*** RECORDS Section Begins ***
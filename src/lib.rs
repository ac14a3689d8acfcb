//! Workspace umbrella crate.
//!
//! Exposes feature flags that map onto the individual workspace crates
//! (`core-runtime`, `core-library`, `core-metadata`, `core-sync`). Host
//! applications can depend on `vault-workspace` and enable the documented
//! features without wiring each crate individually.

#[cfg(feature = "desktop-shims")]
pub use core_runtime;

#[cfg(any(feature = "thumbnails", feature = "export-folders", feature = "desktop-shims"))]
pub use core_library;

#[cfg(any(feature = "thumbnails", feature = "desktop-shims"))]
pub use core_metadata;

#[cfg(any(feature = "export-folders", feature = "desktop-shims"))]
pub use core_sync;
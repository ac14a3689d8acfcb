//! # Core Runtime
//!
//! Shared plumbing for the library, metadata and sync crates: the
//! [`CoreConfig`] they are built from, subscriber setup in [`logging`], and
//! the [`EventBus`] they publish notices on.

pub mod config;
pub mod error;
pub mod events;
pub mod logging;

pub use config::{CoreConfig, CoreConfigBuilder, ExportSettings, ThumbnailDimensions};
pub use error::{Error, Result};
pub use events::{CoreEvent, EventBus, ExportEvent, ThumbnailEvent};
*** RECORDS Section Ends ***
■ **WHAT YOU SHOULD DO**:
Take the entries above and copy them exactly from the first line through the line with "enable the documented"; leave out every line after it.

■ **RESULT FOR THIS EXERCISE**:
filename src/lib.rs
repository ac14a3689d8acfcb
//! Workspace umbrella crate.
//!
//! Exposes feature flags that map onto the individual workspace crates
//! (`core-runtime`, `core-library`, `core-metadata`, `core-sync`). Host
//! applications can depend on `vault-workspace` and enable the documented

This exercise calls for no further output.